Verzoeker heeft bij e-mail van 8 juni 2021 de rechter heeft gewraakt naar aanleiding van de beschikking van 22 februari 2021.
2.3
De rechtbank oordeelt dat het wrakingsverzoek niet-ontvankelijk is en dat zij daarom niet toekomt aan een inhoudelijke beoordeling van het verzoek. Bij dat oordeel gebruikt de rechtbank de volgende overwegingen.
2.3.1
Voor het tijdsverloop van ruim 15 weken tussen de beschikking van 22 februari 2021 en de indiening van het wrakingsverzoek op 8 juni 2021 heeft verzoeker geen redelijke verklaring gegeven.
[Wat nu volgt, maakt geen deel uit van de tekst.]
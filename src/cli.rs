//! CLI for running publish and teardown out of band, without a live
//! connection. Site definitions come from a YAML file; the object store
//! is a local preview directory, and DNS provisioning activates only
//! when Cloudflare credentials are present in the environment.

use std::path::PathBuf;

use anyhow::{Context, Result};
use async_trait::async_trait;
use clap::{Parser, Subcommand};
use tracing::warn;

use crate::contract::{BackendError, SiteStore};
use crate::dns::{CloudflareDns, Provisioner};
use crate::load_config::load_config;
use crate::publish::Orchestrator;
use crate::render::Renderer;
use crate::session::Registry;
use crate::site::Site;
use crate::storage::{DirStore, Reconciler};

/// CLI for sitios: publish declarative static sites.
#[derive(Parser)]
#[clap(
    name = "sitios",
    version,
    about = "Render a declarative site, reconcile its storage bucket and provision DNS"
)]
pub struct Cli {
    #[clap(subcommand)]
    pub command: Commands,
}

#[derive(Subcommand)]
pub enum Commands {
    /// Publish a site definition into a local bucket directory
    Publish {
        /// Path to the YAML settings file
        #[clap(long)]
        config: PathBuf,
        /// Path to the YAML site definition
        #[clap(long)]
        site: PathBuf,
        /// Directory holding the local buckets
        #[clap(long)]
        out: PathBuf,
    },
    /// Remove a published site: empty its bucket, drop its CNAME
    Teardown {
        /// Path to the YAML settings file
        #[clap(long)]
        config: PathBuf,
        /// Path to the YAML site definition
        #[clap(long)]
        site: PathBuf,
        /// Directory holding the local buckets
        #[clap(long)]
        out: PathBuf,
    },
}

/// Single-site [`SiteStore`] backed by a parsed definition file. A wrong
/// identity or id is indistinguishable from a missing site, matching the
/// data layer's ownership contract.
struct FileSiteStore {
    site: Site,
}

#[async_trait]
impl SiteStore for FileSiteStore {
    async fn load_site(&self, identity: &str, site_id: i64) -> Result<Site, BackendError> {
        if self.site.owner == identity && self.site.id == site_id {
            Ok(self.site.clone())
        } else {
            Err(format!("site {site_id} not found").into())
        }
    }
}

/// Extracted async CLI logic entrypoint for integration tests and main().
pub async fn run(cli: Cli) -> Result<()> {
    match cli.command {
        Commands::Publish { config, site, out } => {
            let site = load_site_file(&site)?;
            let (owner, site_id) = (site.owner.clone(), site.id);
            let orchestrator = build_orchestrator(&config, site, &out)?;
            println!("Publishing site {site_id}...");
            match orchestrator.publish_for(&owner, site_id).await {
                Ok(report) => {
                    println!(
                        "Published {} ({} uploaded, {} stale removed)",
                        report.domain, report.uploaded, report.deleted
                    );
                    Ok(())
                }
                Err(e) => {
                    eprintln!("[ERROR] Publish failed: {e}");
                    Err(anyhow::Error::new(e))
                }
            }
        }
        Commands::Teardown { config, site, out } => {
            let site = load_site_file(&site)?;
            let (owner, site_id) = (site.owner.clone(), site.id);
            let orchestrator = build_orchestrator(&config, site, &out)?;
            println!("Tearing down site {site_id}...");
            match orchestrator.teardown(&owner, site_id).await {
                Ok(()) => {
                    println!("Teardown complete.");
                    Ok(())
                }
                Err(e) => {
                    eprintln!("[ERROR] Teardown failed: {e}");
                    Err(anyhow::Error::new(e))
                }
            }
        }
    }
}

fn build_orchestrator(
    config_path: &PathBuf,
    site: Site,
    out_dir: &PathBuf,
) -> Result<Orchestrator<FileSiteStore, DirStore, CloudflareDns>> {
    let config = load_config(config_path)?;

    let dns = match CloudflareDns::new_from_env() {
        Ok(client) => Some(Provisioner::new(
            client,
            config.storage_endpoint_host.clone(),
        )),
        Err(e) => {
            warn!(error = ?e, "Cloudflare credentials not available; DNS provisioning disabled");
            None
        }
    };

    Ok(Orchestrator::new(
        FileSiteStore { site },
        Renderer::new(&config.skeleton_dir, &config.renderer_bin),
        Reconciler::new(DirStore::new(out_dir)),
        dns,
        Registry::new(),
        config.base_host,
    ))
}

fn load_site_file(path: &PathBuf) -> Result<Site> {
    let content = std::fs::read_to_string(path)
        .with_context(|| format!("Failed to read site definition {path:?}"))?;
    serde_yaml::from_str(&content)
        .with_context(|| format!("Failed to parse site definition {path:?}"))
}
Omdat de door verzoeker in zijn e-mails gestelde omstandigheden aanleiding gaven om te veronderstellen dat hij het niet eens is met de procedurele afhandeling van een bezwaarschrift en de strafzaak, heeft de klachtencoördinator van de rechtbank contact met hem gezocht. In de daarop gevolgde telefonische reactie heeft verzoeker evenmin een verklaring gegeven voor het tijdsverloop. Het verzoek is daarom te laat ingediend.
2.3.2
De rechter heeft de beschikking genomen op 22 februari 2021 en is daarna niet meer betrokken geweest bij de behandeling van de zaak. Verzoeker heeft daarom geen belang meer bij het door hem ingediende wrakingsverzoek.
2.3.3
Verzoeker vindt de rechter vooringenomen omdat deze een onjuiste beslissing heeft genomen. Het gesloten stelsel van rechtsmiddelen brengt echter mee dat een rechterlijke beslissing nooit grond kan vormen voor wraking. De wrakingskamer komt geen oordeel toe over de juistheid van de beslissing. Dat oordeel is voorbehouden aan de rechter die in geval van de aanwending van een rechtsmiddel belast is met de behandeling van de zaak.

3.De beslissing

De rechtbank verklaart verzoeker niet-ontvankelijk in het wrakingsverzoek.
Deze beslissing is gegeven op 28 juli 2021 door mr. H.M.H. de Koning, voorzitter,
mr. A.H.J.J. van de Wetering en mr. C.T.C. Wijsman, leden, in aanwezigheid van mr. J.R. Leegsma, griffier.